12.1.10

As condições degradantes em que trabalha o Grupo de Teatro de Letras (GTL) da Universidade de Lisboa, e a falta de espaço para os seus ensaios

Vivem à margem. São escravos da emoção. Brincam aos gritos. Entre berros e beijos...soltam-se vontades, libertam-se pulsões e criam-se tensões. Bem-vindos ao GTL, uma orquestra dirigida por Ávila Costa. Há 20 anos a experimentar Teatro.

Faculdade de Letras da Universidade de Lisboa é a morada do espaço que serve de laboratório aos apaixonados pelo Teatro de Ávila Costa, único encenador que o grupo conhece desde sempre, desenvolvendo um trabalho psico-físico com os actores numa linha experimental

O GTL, Grupo de Teatro de Letras, da Universidade de Lisboa, prepara afincadamente a estreia da peça "Terrorismo", dos irmãos Presniako, sob a direcção de José Ávila Costa, encenador do grupo desde há 20 anos. Apesar de todo o seu historial, e da acção teatral que sempre o animou, o GTL debate-se actualmente com problemas graves, ligados à falta de espaços para os seus ensaios e representações, num contexto académico que deveria propiciar apoio para a promoção e divulgação do teatro, coisa que, pelos visto, anda arredia por aquelas bandas.

Por isso, nada mais oportuno que uma chamada de atenção para a actividade do GTL, Grupo de Teatro de Letras.



Reproduz-se a seguir um texto de denúncia, da autoria de um dos seus elementos, que também é aluna da Faculdade de Letras da Universidade Cla´ssica de Lisboa, da situação vivida actualmente pelo GTL




Para quem não sabe, eu assumo: há largos meses que me encontro em processo de formação teatral, no verdadeiro sentido da palavra. A paixão escondida desde sempre encontrou uma casa para se consumar, finalmente! Porque workshops a prazo, concursos televisivos, castings baratos e grupos descartáveis...nunca me seduziram à entrega desta paixão.

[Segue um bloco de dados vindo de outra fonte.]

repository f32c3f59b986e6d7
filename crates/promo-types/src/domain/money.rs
use crate::{Error, Result};
use serde::{Deserialize, Serialize};
use std::fmt;

/// A dollar amount as entered in the bid field.
///
/// Bids are free-form decimals, so the value is kept as `f64` and only
/// rounded when displayed.
#[derive(Debug, Clone, Copy, PartialEq, PartialOrd, Default, Serialize, Deserialize)]
#[serde(transparent)]
pub struct Dollars(f64);

impl Dollars {
    pub const ZERO: Dollars = Dollars(0.0);

    pub fn new(amount: f64) -> Result<Self> {
        if !amount.is_finite() || amount < 0.0 {
            return Err(Error::InvalidAmount(amount.to_string()));
        }
        Ok(Self(amount))
    }

    /// Parse a form value such as `50`, `50.25` or `$50`.
    pub fn parse(value: &str) -> Result<Self> {
        let cleaned = value.trim().trim_start_matches('$').replace(',', "");
        let amount: f64 = cleaned
            .parse()
            .map_err(|_| Error::InvalidAmount(value.to_string()))?;
        Self::new(amount)
    }

    pub fn amount(self) -> f64 {
        self.0
    }

    pub fn scaled(self, factor: f64) -> Dollars {
        Dollars(self.0 * factor)
    }
}

impl fmt::Display for Dollars {
    /// Bids render as entered (`$50`, `$12.5`), matching the table cell.
    fn fmt(&self, f: &mut fmt::Formatter<'_>) -> fmt::Result {
        write!(f, "${}", self.0)
    }
}

impl std::str::FromStr for Dollars {
    type Err = Error;

    fn from_str(s: &str) -> Result<Self> {
        Self::parse(s)
    }
}

/// Cost per thousand impressions, stored in cents. Never zero.
#[derive(Debug, Clone, Copy, PartialEq, Eq, PartialOrd, Ord, Hash, Serialize, Deserialize)]
#[serde(try_from = "u32", into = "u32")]
pub struct Cpm(u32);

impl Cpm {
    pub fn from_cents(cents: u32) -> Result<Self> {
        if cents == 0 {
            return Err(Error::InvalidCpm(cents.to_string()));
        }
        Ok(Self(cents))
    }

    pub fn parse(value: &str) -> Result<Self> {
        let cents: u32 = value
            .trim()
            .parse()
            .map_err(|_| Error::InvalidCpm(value.to_string()))?;
        Self::from_cents(cents)
    }

    pub fn cents(self) -> u32 {
        self.0
    }

    pub fn dollars(self) -> f64 {
        f64::from(self.0) / 100.0
    }
}

impl TryFrom<u32> for Cpm {
    type Error = Error;

    fn try_from(cents: u32) -> Result<Self> {
        Self::from_cents(cents)
    }
}

impl From<Cpm> for u32 {
    fn from(cpm: Cpm) -> Self {
        cpm.0
    }
}

impl fmt::Display for Cpm {
    fn fmt(&self, f: &mut fmt::Formatter<'_>) -> fmt::Result {
        write!(f, "{}", self.0)
    }
}

impl std::str::FromStr for Cpm {
    type Err = Error;

    fn from_str(s: &str) -> Result<Self> {
        Self::parse(s)
    }
}

#[cfg(test)]
mod tests {
    use super::*;

    #[test]
    fn test_dollars_parse_accepts_currency_prefix() {
        assert_eq!(Dollars::parse("$50").unwrap().amount(), 50.0);
        assert_eq!(Dollars::parse("1,250.5").unwrap().amount(), 1250.5);
    }

    #[test]
    fn test_dollars_rejects_negative_and_nan() {
        assert!(Dollars::parse("-3").is_err());
        assert!(Dollars::parse("abc").is_err());
        assert!(Dollars::new(f64::NAN).is_err());
    }

    #[test]
    fn test_dollars_display_keeps_entered_precision() {
        assert_eq!(Dollars::parse("50").unwrap().to_string(), "$50");
        assert_eq!(Dollars::parse("12.5").unwrap().to_string(), "$12.5");
    }

    #[test]
    fn test_cpm_rejects_zero() {
        assert!(matches!(Cpm::from_cents(0), Err(Error::InvalidCpm(_))));
        assert_eq!(Cpm::parse("250").unwrap().dollars(), 2.5);
    }

    #[test]
    fn test_cpm_deserialize_validates() {
        let ok: Cpm = serde_json::from_str("125").unwrap();
        assert_eq!(ok.cents(), 125);
        assert!(serde_json::from_str::<Cpm>("0").is_err());
    }
}
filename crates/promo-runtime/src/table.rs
//! Campaign table manager.
//!
//! Owns the rows of existing campaigns, the placement of the shared form and
//! the single active edit session. Every operation updates the model first and
//! returns the [`Transition`] the page has to play.

use crate::backend::{CampaignBackend, CampaignRequest};
use crate::form::FormController;
use crate::session::{EditSession, FormPlacement};
use crate::transition::{Element, Step, Transition};
use crate::{Error, Result};
use promo_engine::{RowAction, RowControls, controls_for, css_class};
use promo_types::{CampaignId, CampaignRow};
use serde::Serialize;
use tracing::{debug, info};

#[derive(Debug, Clone, PartialEq, Serialize)]
pub struct TableRow {
    pub campaign: CampaignRow,
    pub css_class: String,
    /// `None` until `set_up_campaigns` wires the row.
    pub controls: Option<RowControls>,
    /// Hidden while the form is open below it.
    pub hidden: bool,
}

impl TableRow {
    fn new(campaign: CampaignRow) -> Self {
        Self {
            css_class: css_class(&campaign.flags),
            campaign,
            controls: None,
            hidden: false,
        }
    }

    pub fn id(&self) -> &CampaignId {
        &self.campaign.id
    }

    pub fn allows(&self, action: RowAction) -> bool {
        self.controls.as_ref().is_some_and(|c| c.allows(action))
    }
}

#[derive(Debug, Clone, Copy, PartialEq, Eq, Serialize)]
pub struct CampaignLimit {
    pub count: usize,
    pub max: usize,
    pub reached: bool,
}

impl CampaignLimit {
    /// Show or hide the limit error and toggle the new-campaign button.
    pub fn transition(&self) -> Transition {
        if self.reached {
            Transition::new()
                .then(Step::FadeIn {
                    target: Element::TooManyCampaignsError,
                })
                .then(Step::Disable {
                    target: Element::NewCampaignButton,
                })
        } else {
            Transition::new()
                .then(Step::FadeOut {
                    target: Element::TooManyCampaignsError,
                })
                .then(Step::Enable {
                    target: Element::NewCampaignButton,
                })
        }
    }
}

#[derive(Debug, Clone, PartialEq)]
pub enum CreateOutcome {
    Opened(Transition),
    LimitReached {
        limit: CampaignLimit,
        transition: Transition,
    },
}

/// Browser redirect requested by a row button.
#[derive(Debug, Clone, PartialEq, Eq, Serialize)]
pub struct Navigation {
    pub campaign: CampaignId,
    pub url: String,
}

#[derive(Debug)]
pub struct CampaignTable {
    rows: Vec<TableRow>,
    max_campaigns: usize,
    link_id: String,
    placement: FormPlacement,
    session: Option<EditSession>,
}

impl CampaignTable {
    pub fn new(link_id: impl Into<String>, max_campaigns: usize) -> Self {
        Self {
            rows: Vec::new(),
            max_campaigns,
            link_id: link_id.into(),
            placement: FormPlacement::Hidden,
            session: None,
        }
    }

    pub fn from_rows(
        link_id: impl Into<String>,
        max_campaigns: usize,
        rows: impl IntoIterator<Item = CampaignRow>,
    ) -> Self {
        let mut table = Self::new(link_id, max_campaigns);
        table.rows = rows.into_iter().map(TableRow::new).collect();
        table.set_up_campaigns();
        table
    }

    pub fn rows(&self) -> &[TableRow] {
        &self.rows
    }

    pub fn campaigns(&self) -> impl Iterator<Item = &CampaignRow> {
        self.rows.iter().map(|r| &r.campaign)
    }

    pub fn row(&self, id: &CampaignId) -> Option<&TableRow> {
        self.rows.iter().find(|r| r.id() == id)
    }

    pub fn len(&self) -> usize {
        self.rows.len()
    }

    pub fn is_empty(&self) -> bool {
        self.rows.is_empty()
    }

    pub fn link_id(&self) -> &str {
        &self.link_id
    }

    pub fn placement(&self) -> &FormPlacement {
        &self.placement
    }

    pub fn session(&self) -> Option<&EditSession> {
        self.session.as_ref()
    }

    fn index_of(&self, id: &CampaignId) -> Result<usize> {
        self.rows
            .iter()
            .position(|r| r.id() == id)
            .ok_or_else(|| Error::UnknownCampaign(id.clone()))
    }

    fn require(&self, id: &CampaignId, action: RowAction) -> Result<usize> {
        let index = self.index_of(id)?;
        if !self.rows[index].allows(action) {
            return Err(Error::InvalidOperation(format!(
                "campaign '{}' does not allow '{}'",
                id,
                action.label()
            )));
        }
        Ok(index)
    }

    fn request(&self, id: &CampaignId) -> CampaignRequest {
        CampaignRequest {
            campaign_id36: id.clone(),
            link_id: self.link_id.clone(),
        }
    }

    // --------------------------------------------------------
    // Limits and controls
    // --------------------------------------------------------

    pub fn check_number_of_campaigns(&self) -> CampaignLimit {
        CampaignLimit {
            count: self.rows.len(),
            max: self.max_campaigns,
            reached: self.rows.len() >= self.max_campaigns,
        }
    }

    /// Wire controls on rows that have none; already wired rows are skipped.
    /// Returns how many rows were wired.
    pub fn set_up_campaigns(&mut self) -> usize {
        let mut wired = 0;
        for row in self.rows.iter_mut().filter(|r| r.controls.is_none()) {
            let mut controls = controls_for(&row.campaign.flags);
            if row.campaign.free_requested {
                controls.hide_free();
            }
            row.controls = Some(controls);
            wired += 1;
        }
        wired
    }

    // --------------------------------------------------------
    // Form lifecycle
    // --------------------------------------------------------

    /// Close whatever the form is doing and put it back above the table.
    pub fn cancel_edit(&mut self) -> Transition {
        let placement = std::mem::take(&mut self.placement);
        self.session = None;

        match placement {
            FormPlacement::Inline { row } => {
                if let Some(r) = self.rows.iter_mut().find(|r| r.id() == &row) {
                    r.hidden = false;
                }
                debug!(campaign = %row, "edit cancelled");
                Transition::new()
                    .then(Step::FadeOut {
                        target: Element::Form,
                    })
                    .then(Step::DetachForm)
                    .then(Step::RemoveStagingRow)
                    .then(Step::FadeIn {
                        target: Element::Row(row),
                    })
                    .then(Step::AttachFormAboveTable)
                    .then(Step::Hide {
                        target: Element::Form,
                    })
            }
            FormPlacement::Standalone => Transition::new().then(Step::FadeOut {
                target: Element::Form,
            }),
            FormPlacement::Hidden => Transition::new(),
        }
    }

    pub fn cancel(&mut self) -> Transition {
        self.cancel_edit()
    }

    /// Open a blank form unless the table is full.
    pub fn create(&mut self, form: &mut FormController) -> CreateOutcome {
        let limit = self.check_number_of_campaigns();
        if limit.reached {
            return CreateOutcome::LimitReached {
                limit,
                transition: limit.transition(),
            };
        }

        let mut transition = limit.transition().chain(self.cancel_edit());
        form.reset_for_create();
        transition.push(Step::SetFormMode {
            mode: form.state().mode,
        });
        transition.push(Step::FadeIn {
            target: Element::Form,
        });
        self.placement = FormPlacement::Standalone;
        CreateOutcome::Opened(transition)
    }

    /// Move the form below `id` and load the row into it.
    ///
    /// Editing the row that is already open is a no-op.
    pub fn edit(&mut self, id: &CampaignId, form: &mut FormController) -> Result<Transition> {
        if let FormPlacement::Inline { row } = &self.placement
            && row == id
        {
            return Ok(Transition::new());
        }
        self.require(id, RowAction::Edit)?;

        let mut transition = self.cancel_edit();
        let index = self.index_of(id)?;
        let snapshot = form.load_from_row(&self.rows[index].campaign);
        self.rows[index].hidden = true;
        self.session = Some(EditSession::new(id.clone(), snapshot));
        self.placement = FormPlacement::Inline { row: id.clone() };
        debug!(campaign = %id, "edit started");

        transition.push(Step::DetachForm);
        transition.push(Step::InsertStagingRow { after: id.clone() });
        transition.push(Step::AttachFormToStagingRow);
        transition.push(Step::FadeOut {
            target: Element::Row(id.clone()),
        });
        transition.push(Step::SetFormMode {
            mode: form.state().mode,
        });
        transition.push(Step::FadeIn {
            target: Element::Form,
        });
        Ok(transition)
    }

    /// Close the form and rewrite the row from server-confirmed values.
    pub fn save(&mut self, confirmed: CampaignRow) -> Result<Transition> {
        self.update_campaign(confirmed)
    }

    pub fn update_campaign(&mut self, campaign: CampaignRow) -> Result<Transition> {
        let index = self.index_of(&campaign.id)?;
        let mut transition = self.cancel_edit();
        let id = campaign.id.clone();

        self.rows[index] = TableRow::new(campaign);
        self.set_up_campaigns();
        transition.push(Step::RefreshRow { id });
        Ok(transition)
    }

    /// Append a campaign the server just created.
    pub fn new_campaign(&mut self, campaign: CampaignRow) -> Result<Transition> {
        if self.row(&campaign.id).is_some() {
            return Err(Error::InvalidOperation(format!(
                "campaign '{}' is already in the table",
                campaign.id
            )));
        }

        let mut transition = self.cancel_edit();
        let id = campaign.id.clone();
        self.rows.push(TableRow::new(campaign));

        transition.push(Step::Hide {
            target: Element::TableErrors,
        });
        transition.push(Step::Show {
            target: Element::Table,
        });
        transition.push(Step::InsertRow { id });
        let transition = transition.chain(self.check_number_of_campaigns().transition());
        self.set_up_campaigns();
        Ok(transition)
    }

    // --------------------------------------------------------
    // Row buttons
    // --------------------------------------------------------

    pub fn delete(&mut self, id: &CampaignId, backend: &dyn CampaignBackend) -> Result<Transition> {
        let index = self.require(id, RowAction::Delete)?;

        let mut transition = Transition::new();
        if self.session.as_ref().is_some_and(|s| s.row() == id) {
            transition = self.cancel_edit();
        }

        info!(campaign = %id, "deleting campaign");
        backend.delete_campaign(self.request(id));
        self.rows.remove(index);

        transition.push(Step::RemoveRow { id: id.clone() });
        Ok(transition.chain(self.check_number_of_campaigns().transition()))
    }

    pub fn free(&mut self, id: &CampaignId, backend: &dyn CampaignBackend) -> Result<Transition> {
        let index = self.require(id, RowAction::Free)?;

        info!(campaign = %id, "marking campaign free");
        backend.mark_free(self.request(id));

        let row = &mut self.rows[index];
        row.campaign.free_requested = true;
        if let Some(controls) = row.controls.as_mut() {
            controls.hide_free();
        }
        Ok(Transition::new().then(Step::FadeOut {
            target: Element::FreeControl(id.clone()),
        }))
    }

    pub fn pay(&self, id: &CampaignId) -> Result<Navigation> {
        let index = self.require(id, RowAction::Pay)?;
        let url = self.rows[index].campaign.flags.pay_url.clone();
        Self::navigate(id, url, "pay_url")
    }

    pub fn view(&self, id: &CampaignId) -> Result<Navigation> {
        let index = self.require(id, RowAction::ViewLive)?;
        let url = self.rows[index].campaign.flags.view_live_url.clone();
        Self::navigate(id, url, "view_live_url")
    }

    fn navigate(id: &CampaignId, url: Option<String>, field: &'static str) -> Result<Navigation> {
        match url.filter(|u| !u.is_empty()) {
            Some(url) => Ok(Navigation {
                campaign: id.clone(),
                url,
            }),
            None => Err(Error::MissingUrl {
                campaign: id.clone(),
                field,
            }),
        }
    }
}
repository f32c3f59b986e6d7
pub mod console;
pub mod traits;

pub use console::ConsoleRenderer;
pub use traits::Renderer;
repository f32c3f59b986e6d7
use std::fmt;

/// Result type for promo-types operations
pub type Result<T> = std::result::Result<T, Error>;

/// Error types that can occur while building domain values
#[derive(Debug, Clone, PartialEq)]
pub enum Error {
    /// A date field could not be parsed
    InvalidDate(String),

    /// End date is not after the start date
    InvalidDateRange { start: String, end: String },

    /// Campaign id is not a base-36 identifier
    InvalidCampaignId(String),

    /// Money amount is negative, empty or not a number
    InvalidAmount(String),

    /// CPM must be a positive number of cents
    InvalidCpm(String),
}

impl fmt::Display for Error {
    fn fmt(&self, f: &mut fmt::Formatter<'_>) -> fmt::Result {
        match self {
            Error::InvalidDate(value) => write!(f, "Invalid date: '{}'", value),
            Error::InvalidDateRange { start, end } => {
                write!(f, "End date {} must be after start date {}", end, start)
            }
            Error::InvalidCampaignId(value) => write!(f, "Invalid campaign id: '{}'", value),
            Error::InvalidAmount(value) => write!(f, "Invalid amount: '{}'", value),
            Error::InvalidCpm(value) => write!(f, "Invalid CPM: '{}'", value),
        }
    }
}

impl std::error::Error for Error {}
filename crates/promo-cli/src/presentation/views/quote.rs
use std::fmt;

use crate::presentation::view_models::{ForecastViewModel, QuoteViewModel};

// --------------------------------------------------------
// Quote View
// --------------------------------------------------------

impl fmt::Display for QuoteViewModel {
    fn fmt(&self, f: &mut fmt::Formatter) -> fmt::Result {
        writeln!(f, "{:<12} {} to {}", "Dates:", self.start, self.end)?;
        if let Some(duration) = &self.duration {
            writeln!(f, "{:<12} {}", "Duration:", duration)?;
        }
        writeln!(f, "{:<12} {}", "Targeting:", self.targeting)?;
        write!(f, "{:<12} ${}", "Bid:", self.bid.trim_start_matches('$'))?;
        match &self.bid_info {
            Some(info) => writeln!(f, " {}", info)?,
            None => writeln!(f)?,
        }
        if let Some(price) = &self.price {
            writeln!(f, "{:<12} {}", "Price:", price)?;
        }
        if let Some(impressions) = &self.impressions {
            writeln!(f, "{:<12} {}", "Reach:", impressions)?;
        }
        writeln!(f, "{:<12} {}", "Minimum:", self.minimum_total)?;

        for problem in &self.problems {
            writeln!(f, "  ! {}", problem)?;
        }
        Ok(())
    }
}

// --------------------------------------------------------
// Forecast View
// --------------------------------------------------------

impl fmt::Display for ForecastViewModel {
    fn fmt(&self, f: &mut fmt::Formatter) -> fmt::Result {
        write!(f, "{}", self.quote)?;
        writeln!(f)?;
        writeln!(f, "{:<12} {}", "Daily:", self.daily_impressions)?;
        writeln!(f, "{:<12} {}", "Requested:", self.requested)?;
        writeln!(f, "{:<12} {}", "Predicted:", self.predicted)?;
        if !self.oversold_dates.is_empty() {
            writeln!(f, "{:<12} {}", "Oversold:", self.oversold_dates.join(", "))?;
        }
        if let Some(warning) = &self.warning {
            writeln!(f)?;
            writeln!(f, "{}", warning)?;
        }
        Ok(())
    }
}

#[cfg(test)]
mod tests {
    use super::*;

    fn quote() -> QuoteViewModel {
        QuoteViewModel {
            start: "5/1/2013".to_string(),
            end: "5/4/2013".to_string(),
            days: Some(3),
            bid: "50".to_string(),
            cpm_cents: 250,
            targeting: "sitewide".to_string(),
            duration: Some("3 days".to_string()),
            impressions: Some("20,000 impressions".to_string()),
            price: Some("$2.50 per 1000 impressions".to_string()),
            bid_info: Some("→ $16.67 per day for 3 day(s)".to_string()),
            minimum_total: "$20".to_string(),
            accepted: true,
            problems: Vec::new(),
        }
    }

    #[test]
    fn test_quote_view() {
        insta::assert_snapshot!(quote().to_string(), @r"
        Dates:       5/1/2013 to 5/4/2013
        Duration:    3 days
        Targeting:   sitewide
        Bid:         $50 → $16.67 per day for 3 day(s)
        Price:       $2.50 per 1000 impressions
        Reach:       20,000 impressions
        Minimum:     $20
        ");
    }

    #[test]
    fn test_problems_are_listed() {
        let mut vm = quote();
        vm.accepted = false;
        vm.problems.push("the minimum spend is $20".to_string());
        assert!(vm.to_string().ends_with("  ! the minimum spend is $20\n"));
    }
}
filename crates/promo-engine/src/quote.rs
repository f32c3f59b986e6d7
use chrono::NaiveDate;
use promo_types::{Cpm, DateRange, Dollars, Error, MS_PER_DAY, Result, format_form_date};
use serde::{Deserialize, Serialize};

/// Whole days between two dates, rounded to the nearest day.
///
/// Ranges that end on or before their start are rejected instead of
/// producing a zero or negative duration.
pub fn compute_duration(start: NaiveDate, end: NaiveDate) -> Result<u32> {
    let ms = (end - start).num_milliseconds();
    let days = (ms as f64 / MS_PER_DAY as f64).round();
    if days < 1.0 {
        return Err(Error::InvalidDateRange {
            start: format_form_date(start),
            end: format_form_date(end),
        });
    }
    Ok(days as u32)
}

/// Projected impressions bought by `bid` at `cpm`: `bid / cpm_cents * 100000`.
pub fn compute_impressions(bid: Dollars, cpm: Cpm) -> f64 {
    bid.amount() / f64::from(cpm.cents()) * 1000.0 * 100.0
}

/// Integer part with thousands separators; zero/non-finite values pass through.
pub fn pretty_number(number: f64) -> String {
    if !number.is_finite() {
        return number.to_string();
    }
    let whole = number.trunc() as i64;
    if whole == 0 {
        return number.to_string();
    }

    let digits = whole.unsigned_abs().to_string();
    let mut grouped = String::with_capacity(digits.len() + digits.len() / 3 + 1);
    if whole < 0 {
        grouped.push('-');
    }
    for (i, ch) in digits.chars().enumerate() {
        if i > 0 && (digits.len() - i) % 3 == 0 {
            grouped.push(',');
        }
        grouped.push(ch);
    }
    grouped
}

pub fn duration_label(days: u32) -> String {
    if days > 1 {
        format!("{} days", days)
    } else {
        format!("{} day", days)
    }
}

pub fn impressions_label(impressions: f64) -> String {
    format!("{} impressions", pretty_number(impressions))
}

pub fn price_label(cpm: Cpm) -> String {
    format!("${:.2} per 1000 impressions", cpm.dollars())
}

/// Per-day spend summary shown next to the bid field.
pub fn bid_info(bid: Dollars, days: u32) -> String {
    let per_day = if days == 0 {
        bid.amount()
    } else {
        bid.amount() / f64::from(days)
    };
    format!("→ ${:.2} per day for {} day(s)", per_day, days)
}

/// Derived display values for one campaign draft.
#[derive(Debug, Clone, PartialEq, Serialize, Deserialize)]
pub struct Quote {
    pub days: u32,
    pub bid: Dollars,
    pub cpm: Cpm,
    pub impressions: f64,
    pub daily_spend: f64,
}

impl Quote {
    pub fn build(range: &DateRange, bid: Dollars, cpm: Cpm) -> Result<Self> {
        let days = compute_duration(range.start(), range.end())?;
        Ok(Self {
            days,
            bid,
            cpm,
            impressions: compute_impressions(bid, cpm),
            daily_spend: bid.amount() / f64::from(days),
        })
    }

    pub fn duration_label(&self) -> String {
        duration_label(self.days)
    }

    pub fn impressions_label(&self) -> String {
        impressions_label(self.impressions)
    }

    pub fn price_label(&self) -> String {
        price_label(self.cpm)
    }

    pub fn bid_info(&self) -> String {
        bid_info(self.bid, self.days)
    }
}

#[cfg(test)]
mod tests {
    use super::*;

    fn date(m: u32, d: u32) -> NaiveDate {
        NaiveDate::from_ymd_opt(2013, m, d).unwrap()
    }

    #[test]
    fn test_duration_counts_whole_days() {
        assert_eq!(compute_duration(date(5, 1), date(5, 4)).unwrap(), 3);
        assert_eq!(compute_duration(date(2, 27), date(3, 2)).unwrap(), 3);
    }

    #[test]
    fn test_duration_rejects_backwards_range() {
        assert!(compute_duration(date(5, 4), date(5, 1)).is_err());
        assert!(compute_duration(date(5, 4), date(5, 4)).is_err());
    }

    #[test]
    fn test_impressions_formula() {
        let bid = Dollars::new(50.0).unwrap();
        let cpm = Cpm::from_cents(250).unwrap();
        assert_eq!(compute_impressions(bid, cpm), 20_000.0);

        let bid = Dollars::new(7.0).unwrap();
        let cpm = Cpm::from_cents(3).unwrap();
        let expected = 7.0 / 3.0 * 100_000.0;
        assert!((compute_impressions(bid, cpm) - expected).abs() < 1e-6);
    }

    #[test]
    fn test_pretty_number() {
        assert_eq!(pretty_number(20_000.0), "20,000");
        assert_eq!(pretty_number(1_234_567.89), "1,234,567");
        assert_eq!(pretty_number(999.0), "999");
        assert_eq!(pretty_number(-4_500.0), "-4,500");
        assert_eq!(pretty_number(0.5), "0.5");
        assert_eq!(pretty_number(0.0), "0");
    }

    #[test]
    fn test_labels_for_sample_campaign() {
        let range = DateRange::new(date(5, 1), date(5, 4)).unwrap();
        let quote = Quote::build(
            &range,
            Dollars::new(50.0).unwrap(),
            Cpm::from_cents(250).unwrap(),
        )
        .unwrap();

        assert_eq!(quote.impressions_label(), "20,000 impressions");
        assert_eq!(quote.price_label(), "$2.50 per 1000 impressions");
        assert_eq!(quote.duration_label(), "3 days");
        insta::assert_snapshot!(quote.bid_info(), @"→ $16.67 per day for 3 day(s)");
    }

    #[test]
    fn test_duration_label_singular() {
        assert_eq!(duration_label(1), "1 day");
        assert_eq!(duration_label(2), "2 days");
    }
}
use crate::Result;
use futures::future::BoxFuture;
use promo_types::CampaignId;
use serde::{Deserialize, Serialize};

/// Body of the per-campaign backend calls.
#[derive(Debug, Clone, PartialEq, Eq, Serialize, Deserialize)]
pub struct CampaignRequest {
    pub campaign_id36: CampaignId,
    pub link_id: String,
}

/// Fire-and-forget campaign mutations.
///
/// Implementations must not block and must not report failures back to the
/// caller; the server validates and the table proceeds regardless.
pub trait CampaignBackend {
    fn delete_campaign(&self, request: CampaignRequest);
    fn mark_free(&self, request: CampaignRequest);
}

/// Expected daily impressions for a target (empty string for sitewide).
pub trait ImpressionSource {
    fn daily_impressions<'a>(&'a self, target: &'a str) -> BoxFuture<'a, Result<u64>>;
}

/// Backend that drops every request; used when no base URL is configured.
#[derive(Debug, Default, Clone, Copy)]
pub struct OfflineBackend;

impl CampaignBackend for OfflineBackend {
    fn delete_campaign(&self, request: CampaignRequest) {
        tracing::info!(campaign = %request.campaign_id36, "offline: skipped delete_campaign");
    }

    fn mark_free(&self, request: CampaignRequest) {
        tracing::info!(campaign = %request.campaign_id36, "offline: skipped freebie");
    }
}

/// Impression source answering the same count for every target.
#[derive(Debug, Clone, Copy)]
pub struct FixedImpressions(pub u64);

impl ImpressionSource for FixedImpressions {
    fn daily_impressions<'a>(&'a self, _target: &'a str) -> BoxFuture<'a, Result<u64>> {
        let count = self.0;
        Box::pin(async move { Ok(count) })
    }
}
use anyhow::Result;
use is_terminal::IsTerminal;
use owo_colors::OwoColorize;
use serde::Serialize;
use std::fmt::Display;

use super::traits::Renderer;
use crate::presentation::view_models::{CommandOutput, Outcome};

pub struct ConsoleRenderer {
    json_mode: bool,
    color: bool,
}

impl ConsoleRenderer {
    pub fn new(json_mode: bool) -> Self {
        Self {
            json_mode,
            color: std::io::stdout().is_terminal(),
        }
    }
}

impl Renderer for ConsoleRenderer {
    fn render<T>(&self, result: CommandOutput<T>) -> Result<()>
    where
        T: Serialize + Display,
    {
        if self.json_mode {
            println!("{}", serde_json::to_string_pretty(&result)?);
            return Ok(());
        }

        if let Some(badge) = &result.badge {
            let marker = badge.outcome.marker();
            match (self.color, badge.outcome) {
                (false, _) => println!("{} {}", marker, badge.label),
                (true, Outcome::Done) => println!("{} {}", marker.green(), badge.label.bold()),
                (true, outcome) if outcome.is_problem() => {
                    println!("{} {}", marker.yellow(), badge.label.yellow().bold())
                }
                (true, _) => println!("{} {}", marker, badge.label.dimmed()),
            }
            println!();
        }

        print!("{}", result.content);

        if !result.next_steps.is_empty() {
            println!("\nNext:");
            for step in &result.next_steps {
                match &step.command {
                    Some(cmd) if self.color => println!("  {}: {}", step.description, cmd.cyan()),
                    Some(cmd) => println!("  {}: {}", step.description, cmd),
                    None => println!("  {}", step.description),
                }
            }
        }

        Ok(())
    }
}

As audições abriram para a companhia de teatro académico mais antiga (e clássica!!) no mundo universitário de Portugal, e lá fui eu armada ao pingarelho. Tango, Valsa e Passo-Doble foram os três estilos de dança que me pediram para dançar (sozinha: só eu, uma sala pequena e vazia, e o encenador do grupo a anotar numa folha, sabe-se lá o quê). Tive ainda de escolher um tema para cantar e interpretar: "Solta-se o beijo" (não me ocorrendo mais nada...e estando completamente desprovida de truques, aliás nunca eu tinha feito uma audição na vida). Por fim, e decisivamente, seguiu-se o momento mais estranho que experienciei até hoje: recitei um poema de José Régio - Cântico Negro - de todas as formas possíveis. O encenador estava a dirigir a minha expressão dramática, corporal e vocal ao mesmo tempo que eu me sentia comandada e seguia as suas directrizes, manifestando-me conforme a pulsão assim o exigisse. Confesso que a audição me levou à exaustão, fiquei fora de mim, levei um tempo a recompor-me, e a interrogar a mim mesma: «Ana o que foi isto que acabaste fazer?» Até hoje não consigo responder.

José Ávila Costa é o encenador do GTL - Grupo de Teatro de Letras e há vinte anos que segue uma linha muito experimental com os académicos e profissionais que integram o grupo. Nunca as minhas palavras vão ser suficientes para vos transmitir o que é uma formação intensiva (quatro horas de ensaios diários - sim todos os dias, sim depois de um dia de trabalho, sim depois de um dia de aulas, sim até ao final da noite, sim sem pausas) e nunca faltei. Engraçado: nunca faltei a um único dia dos ensaios do GTL. É como se todo o cansaço, doença ou descrença que eventualmente me pudessem atormentar num ou noutro dia...fossem mínimas comparadas ao prazer que é entrar na sala e sentir a dinâmica de grupo. Nunca falhei um ensaio do GTL até hoje.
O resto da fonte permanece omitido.